Cuida de meus passos; não posso ver a paisagem distante. Um passo é o suficiente para mim.»
Não estamos longe de casa, mas parece estarmos presos dentro de casa e se centrássemos os passos, gestos, actos a realizar em cada dia no amor, tudo o que poderíamos pedir a Deus é a luz para dar o próximo passo. Concretamente, qual o passo de amor que posso dar a seguir?
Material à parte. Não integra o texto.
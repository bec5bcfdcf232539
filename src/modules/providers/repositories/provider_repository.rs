use sqlx::PgPool;

use crate::core::{AppError, Result};
use crate::modules::providers::models::{ProviderConfig, ProviderSummary};

/// Repository for provider configuration operations
#[derive(Clone)]
pub struct ProviderRepository {
    pool: PgPool,
}

impl ProviderRepository {
    pub fn new(pool: PgPool) -> Self {
        Self { pool }
    }

    /// Fetch the caller's active configuration, if any.
    ///
    /// Read fresh on every payment call; activation can change between
    /// calls, so no caching.
    pub async fn find_active(&self, user_id: i32) -> Result<Option<ProviderConfig>> {
        let config = sqlx::query_as::<_, ProviderConfig>(
            r#"
            SELECT id, user_id, name, provider_type, public_key, secret_key, token, is_active
            FROM provider_configs
            WHERE user_id = $1 AND is_active = TRUE
            "#,
        )
        .bind(user_id)
        .fetch_optional(&self.pool)
        .await?;

        Ok(config)
    }

    /// List the caller's configurations
    pub async fn list_for_user(&self, user_id: i32) -> Result<Vec<ProviderSummary>> {
        let configs = sqlx::query_as::<_, ProviderSummary>(
            r#"
            SELECT id, name, is_active
            FROM provider_configs
            WHERE user_id = $1
            ORDER BY id
            "#,
        )
        .bind(user_id)
        .fetch_all(&self.pool)
        .await?;

        Ok(configs)
    }

    /// Store a new configuration (inactive until explicitly activated)
    pub async fn insert(
        &self,
        user_id: i32,
        name: &str,
        provider_type: &str,
        public_key: &str,
        secret_key: &str,
        token: &str,
    ) -> Result<i32> {
        let id: i32 = sqlx::query_scalar(
            r#"
            INSERT INTO provider_configs (user_id, name, provider_type, public_key, secret_key, token)
            VALUES ($1, $2, $3, $4, $5, $6)
            RETURNING id
            "#,
        )
        .bind(user_id)
        .bind(name)
        .bind(provider_type)
        .bind(public_key)
        .bind(secret_key)
        .bind(token)
        .fetch_one(&self.pool)
        .await
        .map_err(|e| {
            if let Some(db_err) = e.as_database_error() {
                if db_err.is_unique_violation() {
                    return AppError::duplicate_name(format!(
                        "A configuration named '{name}' already exists"
                    ));
                }
            }
            AppError::Database(e)
        })?;

        Ok(id)
    }

    /// Make `config_id` the caller's single active configuration.
    ///
    /// Deactivate-all and activate-one run in one transaction so a
    /// concurrent reader never sees two active rows for the user. The
    /// deactivation commits even when the target id does not belong to
    /// the caller: the user then has no active configuration and the
    /// call reports NotFound.
    pub async fn set_active(&self, user_id: i32, config_id: i32) -> Result<()> {
        let mut tx = self.pool.begin().await?;

        // Lock the user's rows in id order so concurrent activations
        // serialize instead of deadlocking
        sqlx::query("SELECT id FROM provider_configs WHERE user_id = $1 ORDER BY id FOR UPDATE")
            .bind(user_id)
            .execute(&mut *tx)
            .await?;

        sqlx::query("UPDATE provider_configs SET is_active = FALSE WHERE user_id = $1")
            .bind(user_id)
            .execute(&mut *tx)
            .await?;

        let activated =
            sqlx::query("UPDATE provider_configs SET is_active = TRUE WHERE id = $1 AND user_id = $2")
                .bind(config_id)
                .bind(user_id)
                .execute(&mut *tx)
                .await?;

        tx.commit().await?;

        if activated.rows_affected() == 0 {
            return Err(AppError::not_found(
                "Configuration not found or not owned by this user",
            ));
        }

        Ok(())
    }
}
Pode ser fazer a cama, arranjar-me (em vez de estar o dia todo de pijama), preparar uma boa refeição, arrumar a cozinha, escutar a história contada por uma criança, ou algo que alguém tenha aprendido ou lido; pode ser fazer um telefonema a alguém que está longe, ou perto, mas sozinho em casa. Se o ser humano imagina ao sonhar, acordado, também a sua imaginação não tem limites.
E quanto às pessoas que estão literalmente sozinhas em casa. Que passos podem dar? Recorda-me história da médica de origem Húngara Edith Bone que esteve presa durante sete anos na Hungria após a Segunda Guerra Mundial, acusada injustamente de espionagem pelo regime comunista. Esteve sete anos numa prisão solitária e quando foi libertada tinha uma série de jornalistas que a aguardavam à saída da prisão. Queriam ser os primeiros a ver o estado físico e mental em que estava porque, seguramente, daria uma boa notícia de jornal. Mas ficaram desiludidos.
Edith saiu com um aspecto físico e mental normal. Sobretudo o mental foi o que mais impressionou os jornalistas. Como pode alguém sobreviver ao isolamento durante tanto tempo e conservar a sua sanidade mental?
Não deixou de exercitar a sua agilidade mental e mãos engenhosas.
Revia na sua cabeça conceitos de geometria, dizia poemas que havia memorizado nas diversas línguas que conhecia, reconstruiu os enredos de todos os livros que tinha lido, fez uma lista de todas as personagens que se lembrava das peças de Shakespeare e construiu, inclusivé, letras de pão endurecido pelo tempo e com estas compunha poesias. Conta que durante algum tempo conseguiu remover o pedaço de uma unha e, afiando-a no chão, escavou um pequeno buraco ao longo de semanas para deixar a luz do exterior entrar na sua escura cela.
Com Edith Bone aprendemos que se mantivermos a nossa mente estimulada por pequenos e simples projectos, com objectivos específicos, conseguimos manter a nossa sanidade mental em tempo de isolamento, ou distanciamento social como o nosso.
Precisamos apenas da luz para saber o passo seguinte a dar no amor para que, com o tempo, deixemos crescer em nós aquela capacidade para a escuta atenta que faz da obediência um acto de libertação interior e exterior.